Are you using PSL in --psl comments or directly embedded in the VHDL with --std=2008?
In comments, and I use --std=2019.
-- psl default clock is rising_edge(clk_i);
-- psl min: assert always min_o |=> not min_o;
-- psl max: assert always max_o |=> not max_o;
-- psl rst: assert always rst_i |=> min_o = MIN_RESET_VALUE and max_o = MAX_RESET_VALUE and q_o = RESET_VALUE;
** Error: unexpected | while parsing assert directive, expecting one of **, union or ;
> /home/mkru/workspace/vhdl/vhdl-simple/binary_counter/src/binary_counter.vhd:61
|
61 | -- psl min: assert always min_o |=> not min_o;
| ^ this token was unexpected
** Error: unexpected | while parsing assert directive, expecting one of **, union or ;
> /home/mkru/workspace/vhdl/vhdl-simple/binary_counter/src/binary_counter.vhd:62
|
62 | -- psl max: assert always max_o |=> not max_o;
| ^ this token was unexpected
** Error: unexpected | while parsing assert directive, expecting one of **, union or ;
> /home/mkru/workspace/vhdl/vhdl-simple/binary_counter/src/binary_counter.vhd:63
|
63 | -- psl rst: assert always rst_i |=> min_o = MIN_RESET_VALUE and max_o = MAX_RESET_VALUE and q_o = RESET_VALUE;
| ^ this token was unexpected
nvc::analyze: /home/mkru/workspace/vhdl/vhdl-simple/binary_counter/src/binary_counter.vhd analysis failed with exit status 1
You're passing the --psl analysis option as well right?

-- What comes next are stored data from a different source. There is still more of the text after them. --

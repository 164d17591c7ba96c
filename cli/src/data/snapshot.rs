use std::time::Instant;

use powerdash_platform::{
    BatterySample, CpuSample, DiskSample, MemorySample, PowerStatusSample, SampleProvider,
    ThermalSample,
};
use tracing::debug;

/// One complete batch of samples, always collected and replaced together.
#[derive(Debug, Clone, PartialEq)]
pub struct Snapshot {
    pub battery: BatterySample,
    pub power: PowerStatusSample,
    pub thermal: ThermalSample,
    pub cpu: CpuSample,
    pub memory: MemorySample,
    pub disk: DiskSample,
}

impl Snapshot {
    /// Queries every provider in a fixed order.
    pub fn collect<P: SampleProvider>(provider: &P) -> Self {
        let start = Instant::now();

        let battery = provider.battery();
        let power = provider.power_status();
        let thermal = provider.thermal();
        let cpu = provider.cpu();
        let memory = provider.memory();
        let disk = provider.disk();

        debug!(
            collect_ms = start.elapsed().as_millis() as u64,
            battery_percent = power.percentage,
            status = power.status.label(),
            external_connected = battery.external_connected,
            cpu_percent = cpu.usage_percent,
            "Sample batch collected"
        );

        Self {
            battery,
            power,
            thermal,
            cpu,
            memory,
            disk,
        }
    }
}
mod connection;

pub use connection::*;
use serde::{Deserialize, Serialize};
use utoipa::ToSchema;

use crate::entities::{UserRole, user_entity};
use crate::error::{AppError, AppResult};

/// 已认证的请求用户
#[derive(Debug, Clone, Serialize, Deserialize, ToSchema)]
pub struct AuthUser {
    pub id: i64,
    pub email: String,
    pub name: String,
    pub role: UserRole,
    pub business_id: Option<i64>,
    pub is_active: bool,
}

impl From<user_entity::Model> for AuthUser {
    fn from(m: user_entity::Model) -> Self {
        AuthUser {
            id: m.id,
            email: m.email,
            name: m.name,
            role: m.role,
            business_id: m.business_id,
            is_active: m.is_active,
        }
    }
}

impl AuthUser {
    pub fn require_role(&self, roles: &[UserRole]) -> AppResult<()> {
        if roles.contains(&self.role) {
            return Ok(());
        }
        let allowed = roles
            .iter()
            .map(ToString::to_string)
            .collect::<Vec<_>>()
            .join(", ");
        Err(AppError::Forbidden(format!(
            "User role must be one of: {allowed}"
        )))
    }

    pub fn require_business_id(&self) -> AppResult<i64> {
        self.business_id
            .ok_or_else(|| AppError::Forbidden("User must have a business_id".to_string()))
    }

    pub fn is_admin(&self) -> bool {
        self.role == UserRole::Admin
    }
}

If you don't pass that is should just ignore the PSL entirely.
Yes, I pass --psl argument. However, I still would like to run the test bench, even though some PSL constructs are not yet supported by nvc. I see 2 options. Ignore all PSL formulas within a file if at least one cannot be parsed. Ignore all PSL formulas that cannot be parsed correctly, but make the ones correctly parsed work as expected. This would require additional command line parameter, as the default behavior is probably what user expects.